[[ Available records open ]]

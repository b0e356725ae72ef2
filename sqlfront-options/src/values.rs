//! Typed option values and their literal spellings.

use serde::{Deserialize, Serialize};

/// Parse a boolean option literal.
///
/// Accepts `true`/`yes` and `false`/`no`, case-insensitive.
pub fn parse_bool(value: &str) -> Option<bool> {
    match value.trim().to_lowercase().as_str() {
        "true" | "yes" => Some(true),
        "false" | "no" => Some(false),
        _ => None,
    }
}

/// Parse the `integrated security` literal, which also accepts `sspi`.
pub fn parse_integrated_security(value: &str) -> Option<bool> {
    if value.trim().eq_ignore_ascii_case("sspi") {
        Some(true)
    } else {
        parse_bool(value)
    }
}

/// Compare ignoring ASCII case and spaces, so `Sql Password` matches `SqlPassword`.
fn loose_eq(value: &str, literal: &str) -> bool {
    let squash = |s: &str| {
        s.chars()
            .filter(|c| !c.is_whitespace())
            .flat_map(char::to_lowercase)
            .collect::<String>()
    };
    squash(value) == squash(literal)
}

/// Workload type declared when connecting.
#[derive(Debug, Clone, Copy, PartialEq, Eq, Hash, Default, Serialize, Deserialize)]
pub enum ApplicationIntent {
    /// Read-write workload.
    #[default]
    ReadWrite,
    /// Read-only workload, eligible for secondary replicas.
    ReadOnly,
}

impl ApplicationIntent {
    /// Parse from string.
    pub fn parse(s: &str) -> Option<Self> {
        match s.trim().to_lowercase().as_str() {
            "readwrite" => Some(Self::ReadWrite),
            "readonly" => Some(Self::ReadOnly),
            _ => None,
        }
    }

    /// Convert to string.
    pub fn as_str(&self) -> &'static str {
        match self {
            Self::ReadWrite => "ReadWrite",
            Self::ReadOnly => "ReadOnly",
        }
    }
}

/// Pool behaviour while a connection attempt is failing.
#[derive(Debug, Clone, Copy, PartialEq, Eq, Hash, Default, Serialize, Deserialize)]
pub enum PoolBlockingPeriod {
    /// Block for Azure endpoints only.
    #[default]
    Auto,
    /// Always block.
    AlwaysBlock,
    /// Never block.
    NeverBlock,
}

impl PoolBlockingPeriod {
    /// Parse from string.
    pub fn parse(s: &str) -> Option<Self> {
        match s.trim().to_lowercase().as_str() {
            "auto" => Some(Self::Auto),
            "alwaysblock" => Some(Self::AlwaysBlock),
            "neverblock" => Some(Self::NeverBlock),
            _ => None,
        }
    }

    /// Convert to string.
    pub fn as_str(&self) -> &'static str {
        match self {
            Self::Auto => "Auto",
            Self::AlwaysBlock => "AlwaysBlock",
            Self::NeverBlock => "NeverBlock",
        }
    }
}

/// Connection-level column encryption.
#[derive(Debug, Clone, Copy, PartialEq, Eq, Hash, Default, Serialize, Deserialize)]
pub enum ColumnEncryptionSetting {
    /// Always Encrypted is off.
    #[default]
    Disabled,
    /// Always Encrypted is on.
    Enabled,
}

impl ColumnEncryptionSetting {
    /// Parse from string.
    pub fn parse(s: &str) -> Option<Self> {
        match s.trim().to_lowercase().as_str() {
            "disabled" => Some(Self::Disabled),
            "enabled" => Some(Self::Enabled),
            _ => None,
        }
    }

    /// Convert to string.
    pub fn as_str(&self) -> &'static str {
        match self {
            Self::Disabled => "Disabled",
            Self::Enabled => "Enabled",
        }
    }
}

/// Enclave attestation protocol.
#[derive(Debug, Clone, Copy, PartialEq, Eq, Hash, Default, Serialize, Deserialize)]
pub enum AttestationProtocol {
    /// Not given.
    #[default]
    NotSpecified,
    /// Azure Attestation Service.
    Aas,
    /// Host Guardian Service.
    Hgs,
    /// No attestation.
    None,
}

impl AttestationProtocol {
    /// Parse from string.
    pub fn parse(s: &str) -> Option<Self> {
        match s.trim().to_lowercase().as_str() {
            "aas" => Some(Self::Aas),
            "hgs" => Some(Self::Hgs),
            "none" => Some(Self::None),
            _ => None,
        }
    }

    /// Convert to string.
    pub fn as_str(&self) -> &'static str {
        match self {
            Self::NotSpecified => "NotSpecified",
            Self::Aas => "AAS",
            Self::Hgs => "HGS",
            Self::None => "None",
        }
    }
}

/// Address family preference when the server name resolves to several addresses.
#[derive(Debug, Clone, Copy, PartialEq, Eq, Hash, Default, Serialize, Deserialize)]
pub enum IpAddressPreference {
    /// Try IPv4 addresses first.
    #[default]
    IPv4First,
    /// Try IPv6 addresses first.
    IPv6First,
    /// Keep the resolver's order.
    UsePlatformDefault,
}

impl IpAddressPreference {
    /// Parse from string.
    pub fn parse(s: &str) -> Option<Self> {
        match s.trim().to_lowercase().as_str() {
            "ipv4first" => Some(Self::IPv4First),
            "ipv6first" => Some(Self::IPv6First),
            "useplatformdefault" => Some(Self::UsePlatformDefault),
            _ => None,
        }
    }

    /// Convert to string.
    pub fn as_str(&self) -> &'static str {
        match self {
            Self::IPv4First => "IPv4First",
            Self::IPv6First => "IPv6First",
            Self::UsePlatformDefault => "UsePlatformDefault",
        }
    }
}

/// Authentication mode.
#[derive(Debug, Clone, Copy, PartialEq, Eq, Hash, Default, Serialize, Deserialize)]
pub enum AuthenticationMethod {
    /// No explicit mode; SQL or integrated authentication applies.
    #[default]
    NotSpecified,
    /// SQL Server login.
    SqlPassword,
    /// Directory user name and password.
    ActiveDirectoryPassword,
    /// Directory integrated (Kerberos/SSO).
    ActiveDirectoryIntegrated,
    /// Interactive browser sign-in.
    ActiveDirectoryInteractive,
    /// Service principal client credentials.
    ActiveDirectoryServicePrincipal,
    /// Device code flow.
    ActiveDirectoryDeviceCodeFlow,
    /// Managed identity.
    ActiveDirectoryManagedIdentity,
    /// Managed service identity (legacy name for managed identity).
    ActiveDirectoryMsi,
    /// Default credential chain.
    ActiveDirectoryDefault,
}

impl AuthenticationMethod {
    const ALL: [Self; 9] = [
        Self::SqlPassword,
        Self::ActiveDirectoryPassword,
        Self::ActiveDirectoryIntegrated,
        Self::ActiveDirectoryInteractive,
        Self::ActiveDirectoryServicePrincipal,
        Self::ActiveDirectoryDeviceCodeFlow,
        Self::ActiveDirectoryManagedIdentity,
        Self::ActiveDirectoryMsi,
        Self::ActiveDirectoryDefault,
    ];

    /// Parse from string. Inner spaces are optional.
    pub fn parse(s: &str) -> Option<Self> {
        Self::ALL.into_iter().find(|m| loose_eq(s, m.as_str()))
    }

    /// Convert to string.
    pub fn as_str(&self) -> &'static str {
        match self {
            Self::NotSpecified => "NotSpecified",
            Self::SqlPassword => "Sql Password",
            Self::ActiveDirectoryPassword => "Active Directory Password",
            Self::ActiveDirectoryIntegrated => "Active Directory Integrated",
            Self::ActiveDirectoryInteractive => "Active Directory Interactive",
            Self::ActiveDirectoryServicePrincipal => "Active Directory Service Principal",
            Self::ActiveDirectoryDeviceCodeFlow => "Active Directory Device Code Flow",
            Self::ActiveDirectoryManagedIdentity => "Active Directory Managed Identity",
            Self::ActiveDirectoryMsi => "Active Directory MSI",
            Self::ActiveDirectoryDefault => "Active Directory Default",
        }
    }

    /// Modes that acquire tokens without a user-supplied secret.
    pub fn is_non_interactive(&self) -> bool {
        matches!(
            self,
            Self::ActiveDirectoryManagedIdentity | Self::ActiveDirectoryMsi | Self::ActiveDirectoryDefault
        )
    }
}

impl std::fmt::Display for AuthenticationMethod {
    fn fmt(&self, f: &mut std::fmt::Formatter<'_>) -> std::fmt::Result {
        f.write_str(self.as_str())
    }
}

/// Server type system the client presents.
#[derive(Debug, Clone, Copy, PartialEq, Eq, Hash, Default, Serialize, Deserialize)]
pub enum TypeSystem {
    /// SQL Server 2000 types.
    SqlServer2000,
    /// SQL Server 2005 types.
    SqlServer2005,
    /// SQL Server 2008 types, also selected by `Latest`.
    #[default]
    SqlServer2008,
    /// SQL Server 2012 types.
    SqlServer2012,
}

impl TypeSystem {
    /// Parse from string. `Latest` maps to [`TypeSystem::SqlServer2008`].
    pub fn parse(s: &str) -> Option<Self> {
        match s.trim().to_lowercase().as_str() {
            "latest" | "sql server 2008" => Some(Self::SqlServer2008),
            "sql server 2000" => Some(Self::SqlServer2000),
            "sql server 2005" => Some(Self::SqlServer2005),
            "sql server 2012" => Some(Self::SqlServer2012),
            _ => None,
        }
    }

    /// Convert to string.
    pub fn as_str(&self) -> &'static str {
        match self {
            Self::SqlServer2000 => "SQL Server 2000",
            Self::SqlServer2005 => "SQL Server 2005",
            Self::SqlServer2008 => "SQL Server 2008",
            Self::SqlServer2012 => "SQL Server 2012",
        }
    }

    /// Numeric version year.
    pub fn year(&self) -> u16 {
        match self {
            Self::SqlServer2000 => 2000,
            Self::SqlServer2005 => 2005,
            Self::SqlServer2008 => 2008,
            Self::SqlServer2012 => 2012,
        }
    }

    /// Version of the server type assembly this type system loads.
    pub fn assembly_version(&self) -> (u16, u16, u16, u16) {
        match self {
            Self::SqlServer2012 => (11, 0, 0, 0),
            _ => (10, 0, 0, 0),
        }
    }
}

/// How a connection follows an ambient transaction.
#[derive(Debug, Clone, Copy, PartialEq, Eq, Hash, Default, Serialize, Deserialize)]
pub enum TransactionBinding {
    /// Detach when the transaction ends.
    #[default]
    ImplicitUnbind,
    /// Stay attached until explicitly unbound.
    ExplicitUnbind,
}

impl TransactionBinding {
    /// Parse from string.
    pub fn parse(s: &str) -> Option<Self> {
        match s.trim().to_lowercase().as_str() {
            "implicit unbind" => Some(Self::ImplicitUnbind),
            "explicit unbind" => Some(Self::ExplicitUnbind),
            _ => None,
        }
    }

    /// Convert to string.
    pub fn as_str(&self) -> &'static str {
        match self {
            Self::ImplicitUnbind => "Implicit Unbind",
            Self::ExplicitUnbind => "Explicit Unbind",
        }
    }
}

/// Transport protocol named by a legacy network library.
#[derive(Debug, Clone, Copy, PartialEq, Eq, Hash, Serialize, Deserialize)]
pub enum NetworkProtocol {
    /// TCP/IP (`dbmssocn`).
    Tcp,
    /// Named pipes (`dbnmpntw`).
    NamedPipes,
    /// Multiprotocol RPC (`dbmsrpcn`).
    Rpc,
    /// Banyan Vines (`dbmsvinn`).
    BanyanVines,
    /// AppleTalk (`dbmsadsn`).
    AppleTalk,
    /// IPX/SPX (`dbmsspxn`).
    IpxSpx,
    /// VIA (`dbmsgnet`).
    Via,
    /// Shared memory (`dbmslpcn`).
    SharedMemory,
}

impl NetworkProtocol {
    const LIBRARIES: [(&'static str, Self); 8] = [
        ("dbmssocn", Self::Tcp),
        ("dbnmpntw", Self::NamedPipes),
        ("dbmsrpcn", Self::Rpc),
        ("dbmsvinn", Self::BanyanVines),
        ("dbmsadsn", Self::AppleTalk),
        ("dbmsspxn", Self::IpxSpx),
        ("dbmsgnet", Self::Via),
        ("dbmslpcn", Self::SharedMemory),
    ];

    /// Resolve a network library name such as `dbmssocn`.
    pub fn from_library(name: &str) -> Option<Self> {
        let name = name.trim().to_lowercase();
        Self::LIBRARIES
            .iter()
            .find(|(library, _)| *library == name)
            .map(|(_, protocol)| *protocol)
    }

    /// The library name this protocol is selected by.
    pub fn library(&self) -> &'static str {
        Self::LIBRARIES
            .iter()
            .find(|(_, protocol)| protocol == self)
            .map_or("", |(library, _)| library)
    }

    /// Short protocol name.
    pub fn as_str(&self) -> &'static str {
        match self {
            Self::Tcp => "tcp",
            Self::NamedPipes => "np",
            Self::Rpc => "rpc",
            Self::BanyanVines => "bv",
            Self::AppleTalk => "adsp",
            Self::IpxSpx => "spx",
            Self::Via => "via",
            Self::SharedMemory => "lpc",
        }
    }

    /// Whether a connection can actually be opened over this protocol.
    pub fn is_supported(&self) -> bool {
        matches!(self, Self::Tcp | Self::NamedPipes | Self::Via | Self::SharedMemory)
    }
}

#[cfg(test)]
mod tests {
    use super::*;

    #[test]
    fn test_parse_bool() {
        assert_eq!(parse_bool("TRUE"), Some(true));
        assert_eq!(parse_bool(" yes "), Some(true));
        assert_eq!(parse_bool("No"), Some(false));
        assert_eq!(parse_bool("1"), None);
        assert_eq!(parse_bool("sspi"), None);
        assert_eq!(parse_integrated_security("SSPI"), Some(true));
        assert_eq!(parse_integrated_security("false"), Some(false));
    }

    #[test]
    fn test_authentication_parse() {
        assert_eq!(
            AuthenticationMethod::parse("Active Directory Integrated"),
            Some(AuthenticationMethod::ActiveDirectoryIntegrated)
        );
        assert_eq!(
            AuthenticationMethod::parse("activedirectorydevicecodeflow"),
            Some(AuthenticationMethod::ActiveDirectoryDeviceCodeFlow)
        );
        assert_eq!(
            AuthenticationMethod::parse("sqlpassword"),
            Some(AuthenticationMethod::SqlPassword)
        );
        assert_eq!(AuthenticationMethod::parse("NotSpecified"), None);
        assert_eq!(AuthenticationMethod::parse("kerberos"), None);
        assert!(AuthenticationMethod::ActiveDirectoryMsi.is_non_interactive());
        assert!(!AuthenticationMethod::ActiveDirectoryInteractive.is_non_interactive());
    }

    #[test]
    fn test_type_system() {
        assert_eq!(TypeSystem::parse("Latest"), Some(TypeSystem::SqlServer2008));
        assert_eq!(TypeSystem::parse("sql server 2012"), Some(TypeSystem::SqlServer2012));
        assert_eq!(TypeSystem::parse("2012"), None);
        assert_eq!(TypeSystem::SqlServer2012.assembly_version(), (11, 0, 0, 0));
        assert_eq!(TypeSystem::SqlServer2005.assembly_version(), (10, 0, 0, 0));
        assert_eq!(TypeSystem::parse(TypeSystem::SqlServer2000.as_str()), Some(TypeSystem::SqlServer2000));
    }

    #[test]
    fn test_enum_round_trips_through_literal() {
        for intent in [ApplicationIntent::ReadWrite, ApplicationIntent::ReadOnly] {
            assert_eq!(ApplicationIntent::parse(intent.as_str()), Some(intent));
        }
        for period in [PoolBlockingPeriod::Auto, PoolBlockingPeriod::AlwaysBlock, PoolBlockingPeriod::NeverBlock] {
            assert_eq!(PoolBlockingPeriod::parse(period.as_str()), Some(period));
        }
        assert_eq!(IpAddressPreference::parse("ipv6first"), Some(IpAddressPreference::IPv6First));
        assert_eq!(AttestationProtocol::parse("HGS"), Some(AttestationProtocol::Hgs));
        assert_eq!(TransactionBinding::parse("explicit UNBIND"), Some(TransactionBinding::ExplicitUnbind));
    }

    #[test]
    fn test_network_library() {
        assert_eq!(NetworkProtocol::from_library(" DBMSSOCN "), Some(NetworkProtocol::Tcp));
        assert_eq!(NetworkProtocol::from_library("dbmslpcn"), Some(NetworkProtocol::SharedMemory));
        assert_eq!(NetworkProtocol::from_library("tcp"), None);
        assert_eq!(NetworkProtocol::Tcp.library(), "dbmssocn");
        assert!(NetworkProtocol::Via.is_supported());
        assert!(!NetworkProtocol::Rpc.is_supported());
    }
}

[[ Available records closed ]]

# What is expected
Only lines holding the word "AttestationProtocol" belong in the answer; copy all of them from the records.

# Answer for the task
pub enum AttestationProtocol {
impl AttestationProtocol {
        assert_eq!(AttestationProtocol::parse("HGS"), Some(AttestationProtocol::Hgs));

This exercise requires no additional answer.